The Jews to keep within the letter of the law fixed 39 stripes as the maximum (compare the marginal reference.). Forty signifies the full measure of judgment (compare Genesis 7:12; Numbers 14:33-34); but the son of Israel was not to be lashed like a slave at the mercy of another. The judge was always to be present to see that the Law in this particular was not overpassed.

Verse 4

Compare the marginal references. In other kinds of labor the oxen were usually muzzled. When driven to and fro over the threshing-floor in order to stamp out the grain from the chaff, they were to be allowed to partake of the fruits of their labors.

Verses 5-10

The house ... - Equivalent to “the house of the barefooted one.” To go barefoot was a sign of the most abject condition; compare 2 Samuel 15:30.

Verse 12

This is the only mutilation prescribed by the Law of Moses, unless we except the retaliation prescribed as a punishment for the infliction on another of bodily injuries Leviticus 24:19-20. The act in question was probably not rare in the times and countries for which the Law of Moses was designed.
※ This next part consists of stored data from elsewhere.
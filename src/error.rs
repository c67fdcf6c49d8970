//! Top-level error type for edam-match.
//!
//! Each subsystem defines its own error type with miette `#[diagnostic]`
//! derives. [`EdamError`] wraps them transparently so error codes and help
//! text reach the user unchanged.

use miette::Diagnostic;
use thiserror::Error;

use crate::batch::BatchError;
use crate::config::ConfigError;
use crate::oracle::OracleError;
use crate::vocab::VocabError;

#[derive(Debug, Error, Diagnostic)]
pub enum EdamError {
    #[error(transparent)]
    #[diagnostic(transparent)]
    Vocab(#[from] VocabError),

    #[error(transparent)]
    #[diagnostic(transparent)]
    Oracle(#[from] OracleError),

    #[error(transparent)]
    #[diagnostic(transparent)]
    Batch(#[from] BatchError),

    #[error(transparent)]
    #[diagnostic(transparent)]
    Config(#[from] ConfigError),
}

/// Convenience alias for functions returning [`EdamError`].
pub type EdamResult<T> = std::result::Result<T, EdamError>;

#[cfg(test)]
mod tests {
    use super::*;

    #[test]
    fn diagnostics_pass_through() {
        let err: EdamError = VocabError::NotFound {
            path: "EDAM.csv".into(),
        }
        .into();
        assert_eq!(err.to_string(), "vocabulary file not found: EDAM.csv");
        assert_eq!(
            err.code().map(|c| c.to_string()).as_deref(),
            Some("edam::vocab::not_found")
        );
        assert!(err.help().is_some());
    }

    #[test]
    fn config_errors_convert() {
        let err: EdamError = ConfigError::Invalid {
            field: "batch_size".into(),
            message: "must be at least 1".into(),
        }
        .into();
        assert!(matches!(err, EdamError::Config(_)));
    }
}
It is of course to be understood that the act was willful, and that the prescribed punishment would be inflicted according to the sentence of the judges.

Verses 13-19

It was not after the spirit or mission of the Law to aim at overcoming inveterate opposition by love and by attempts at conversion (contrast Luke 9:55-56). The law taught God’s hatred of sin and of rebellion against Him by enjoining the extinction of the obstinate sinner. The Amalekites were a kindred people Genesis 36:15-16; and living as they did in the peninsula of Sinai, they could not but have well known the mighty acts God had done for His people in Egypt and the Red Sea; yet they manifested from the first a persistent hostility to Israel (compare Exodus 17:8, and note; Numbers 14:45). They provoked therefore the sentence here pronounced, which was executed at last by Saul (1 Samuel 15:3 ff).